§ Source records:
========
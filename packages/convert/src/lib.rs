#![cfg_attr(feature = "fail-on-warnings", deny(warnings))]
#![warn(clippy::all, clippy::pedantic, clippy::nursery, clippy::cargo)]
#![allow(clippy::multiple_crate_versions, clippy::cargo_common_metadata)]

//! Conversion of raw snow-cover files into GeoTIFFs.
//!
//! [`Converter`] finds the raw inputs for a (source, date) in the data
//! layout and runs the translation tool once per input:
//!
//! * NDSI tiles name the snow-cover subdataset; their georeferencing comes
//!   from the HDF-EOS grid itself.
//! * SNODAS grids get an ENVI header written next to them first, then are
//!   tagged with [`SNODAS_GEOREFERENCE`].
//!
//! A date's conversion stops at the first failing input. Outputs that
//! already exist are left alone.

pub mod command;
pub mod header;

use std::io::ErrorKind;
use std::path::{Path, PathBuf};
use std::sync::Arc;

use snow_cover_source::config::ConvertConfig;
use snow_cover_source::paths::{self, DataLayout};
use snow_cover_source::progress::ProgressCallback;
use snow_cover_source_models::{
    ArtifactFormat, ConvertedArtifact, IngestDate, SNODAS_ENVI_HEADER, SNODAS_GEOREFERENCE,
    SourceId,
};
use tokio_util::sync::CancellationToken;

pub use crate::command::{GdalTranslate, TranslateCommand, Translator};

/// Errors that can occur during conversion.
#[derive(Debug, thiserror::Error)]
pub enum ConvertError {
    /// The raw directory holds no file of the expected kind.
    #[error("No .{expected} input for {source_id} in {dir}")]
    MissingInput {
        /// Source being converted.
        source_id: SourceId,
        /// Raw directory that was searched.
        dir: String,
        /// Expected extension.
        expected: &'static str,
    },

    /// The translation tool ran and reported failure.
    #[error("{program} failed ({status}): {stderr}")]
    ConversionTool {
        /// Program that failed.
        program: String,
        /// Exit status as reported by the OS.
        status: String,
        /// Captured diagnostic output.
        stderr: String,
    },

    /// A sidecar header already exists where a new one would be written.
    #[error("Header already exists: {path}")]
    HeaderCollision {
        /// Existing header.
        path: String,
    },

    /// I/O error (directory listing, file creation).
    #[error("I/O error at {path}: {source}")]
    Io {
        /// Path that caused the error.
        path: String,
        /// Underlying I/O error.
        source: std::io::Error,
    },

    /// The translation tool could not be started or waited on.
    #[error("Failed to run {program}: {source}")]
    Spawn {
        /// Program that could not be run.
        program: String,
        /// Underlying I/O error.
        source: std::io::Error,
    },

    /// The run was cancelled before conversion finished.
    #[error("Cancelled")]
    Cancelled,
}

impl ConvertError {
    /// Wraps an I/O error with the path it happened at.
    pub fn io(path: &Path, source: std::io::Error) -> Self {
        Self::Io {
            path: path.display().to_string(),
            source,
        }
    }
}

/// Converts the raw files of one date into GeoTIFFs.
pub struct Converter {
    layout: DataLayout,
    config: ConvertConfig,
    translator: Arc<dyn Translator>,
}

impl Converter {
    /// Creates a converter that runs commands through `translator`.
    #[must_use]
    pub fn new(layout: DataLayout, config: ConvertConfig, translator: Arc<dyn Translator>) -> Self {
        Self {
            layout,
            config,
            translator,
        }
    }

    /// Creates a converter that spawns [`ConvertConfig::program`].
    #[must_use]
    pub fn with_gdal(layout: DataLayout, config: ConvertConfig) -> Self {
        Self::new(layout, config, Arc::new(GdalTranslate))
    }

    /// Converts `source`'s raw files for `date`.
    ///
    /// # Errors
    ///
    /// See [`Self::convert_ndsi`] and [`Self::convert_snodas`].
    pub async fn convert(
        &self,
        source: SourceId,
        date: IngestDate,
        progress: &Arc<dyn ProgressCallback>,
        cancel: &CancellationToken,
    ) -> Result<Vec<ConvertedArtifact>, ConvertError> {
        match source {
            SourceId::Ndsi => self.convert_ndsi(date, progress, cancel).await,
            SourceId::Snodas => self.convert_snodas(date, progress, cancel).await,
        }
    }

    /// Extracts the snow-cover subdataset of every `.hdf` tile for `date`.
    ///
    /// # Errors
    ///
    /// Returns [`ConvertError::MissingInput`] if there are no tiles, or the
    /// first failure among the tiles.
    pub async fn convert_ndsi(
        &self,
        date: IngestDate,
        progress: &Arc<dyn ProgressCallback>,
        cancel: &CancellationToken,
    ) -> Result<Vec<ConvertedArtifact>, ConvertError> {
        self.convert_all(SourceId::Ndsi, date, progress, cancel)
            .await
    }

    /// Writes the ENVI header for every `.dat` grid for `date` and wraps
    /// it as a georeferenced GeoTIFF.
    ///
    /// # Errors
    ///
    /// Returns [`ConvertError::MissingInput`] if there is no grid,
    /// [`ConvertError::HeaderCollision`] if a header is already present, or
    /// the tool failure.
    pub async fn convert_snodas(
        &self,
        date: IngestDate,
        progress: &Arc<dyn ProgressCallback>,
        cancel: &CancellationToken,
    ) -> Result<Vec<ConvertedArtifact>, ConvertError> {
        self.convert_all(SourceId::Snodas, date, progress, cancel)
            .await
    }

    async fn convert_all(
        &self,
        source: SourceId,
        date: IngestDate,
        progress: &Arc<dyn ProgressCallback>,
        cancel: &CancellationToken,
    ) -> Result<Vec<ConvertedArtifact>, ConvertError> {
        let inputs = self.inputs(source, date).await?;
        let out_dir = self.layout.converted_dir(source, date);
        paths::ensure_dir(&out_dir)
            .await
            .map_err(|e| ConvertError::io(&out_dir, e))?;

        progress.set_total(inputs.len() as u64);
        let mut converted = Vec::with_capacity(inputs.len());

        for input in inputs {
            if cancel.is_cancelled() {
                return Err(ConvertError::Cancelled);
            }

            let output = out_dir.join(input.with_extension("tif").file_name().unwrap_or_default());
            if let Some(name) = input.file_name() {
                progress.set_message(name.to_string_lossy().into_owned());
            }

            let reused = tokio::fs::try_exists(&output).await.unwrap_or(false);
            if reused {
                log::info!("{} already exists, skipping", output.display());
            } else {
                let (command, written_header) = match source {
                    SourceId::Ndsi => (TranslateCommand::ndsi(&self.config, &input, &output), None),
                    SourceId::Snodas => (
                        TranslateCommand::georeferenced(
                            &self.config,
                            &SNODAS_GEOREFERENCE,
                            &input,
                            &output,
                        ),
                        Some(header::write_envi_header(&input, &SNODAS_ENVI_HEADER).await?),
                    ),
                };

                if let Err(e) = self.translator.translate(&command, cancel).await {
                    // Only a header written by this attempt is removed.
                    if let Some(path) = written_header {
                        header::remove_envi_header(&path).await;
                    }
                    return Err(e);
                }
                log::info!("Converted {} -> {}", input.display(), output.display());
            }

            progress.inc(1);
            converted.push(ConvertedArtifact {
                path: output,
                source,
                date,
                input,
                reused,
            });
        }

        progress.finish(format!(
            "{source} {date}: {} GeoTIFF(s)",
            converted.len()
        ));

        Ok(converted)
    }

    /// Raw files of the kind `source` converts, sorted by name.
    async fn inputs(&self, source: SourceId, date: IngestDate) -> Result<Vec<PathBuf>, ConvertError> {
        let (format, expected) = match source {
            SourceId::Ndsi => (ArtifactFormat::TagFormat, "hdf"),
            SourceId::Snodas => (ArtifactFormat::RawBinary, "dat"),
        };
        let dir = self.layout.raw_dir(source, date);
        let missing = || ConvertError::MissingInput {
            source_id: source,
            dir: dir.display().to_string(),
            expected,
        };

        let mut entries = match tokio::fs::read_dir(&dir).await {
            Ok(entries) => entries,
            Err(e) if e.kind() == ErrorKind::NotFound => return Err(missing()),
            Err(e) => return Err(ConvertError::io(&dir, e)),
        };

        let mut inputs = Vec::new();
        while let Some(entry) = entries
            .next_entry()
            .await
            .map_err(|e| ConvertError::io(&dir, e))?
        {
            let path = entry.path();
            if ArtifactFormat::from_path(&path) == Some(format) && path.is_file() {
                inputs.push(path);
            }
        }

        if inputs.is_empty() {
            log::error!("No .{expected} files found in {}", dir.display());
            return Err(missing());
        }
        inputs.sort();

        Ok(inputs)
    }
}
========
§ Exercise requirements: Lines from the start of the records through the one containing "would be written." are what should be retyped, exactly and in full, both ends included.

§ Written reply:
filename packages/convert/src/lib.rs
#![cfg_attr(feature = "fail-on-warnings", deny(warnings))]
#![warn(clippy::all, clippy::pedantic, clippy::nursery, clippy::cargo)]
#![allow(clippy::multiple_crate_versions, clippy::cargo_common_metadata)]

//! Conversion of raw snow-cover files into GeoTIFFs.
//!
//! [`Converter`] finds the raw inputs for a (source, date) in the data
//! layout and runs the translation tool once per input:
//!
//! * NDSI tiles name the snow-cover subdataset; their georeferencing comes
//!   from the HDF-EOS grid itself.
//! * SNODAS grids get an ENVI header written next to them first, then are
//!   tagged with [`SNODAS_GEOREFERENCE`].
//!
//! A date's conversion stops at the first failing input. Outputs that
//! already exist are left alone.

pub mod command;
pub mod header;

use std::io::ErrorKind;
use std::path::{Path, PathBuf};
use std::sync::Arc;

use snow_cover_source::config::ConvertConfig;
use snow_cover_source::paths::{self, DataLayout};
use snow_cover_source::progress::ProgressCallback;
use snow_cover_source_models::{
    ArtifactFormat, ConvertedArtifact, IngestDate, SNODAS_ENVI_HEADER, SNODAS_GEOREFERENCE,
    SourceId,
};
use tokio_util::sync::CancellationToken;

pub use crate::command::{GdalTranslate, TranslateCommand, Translator};

/// Errors that can occur during conversion.
#[derive(Debug, thiserror::Error)]
pub enum ConvertError {
    /// The raw directory holds no file of the expected kind.
    #[error("No .{expected} input for {source_id} in {dir}")]
    MissingInput {
        /// Source being converted.
        source_id: SourceId,
        /// Raw directory that was searched.
        dir: String,
        /// Expected extension.
        expected: &'static str,
    },

    /// The translation tool ran and reported failure.
    #[error("{program} failed ({status}): {stderr}")]
    ConversionTool {
        /// Program that failed.
        program: String,
        /// Exit status as reported by the OS.
        status: String,
        /// Captured diagnostic output.
        stderr: String,
    },

    /// A sidecar header already exists where a new one would be written.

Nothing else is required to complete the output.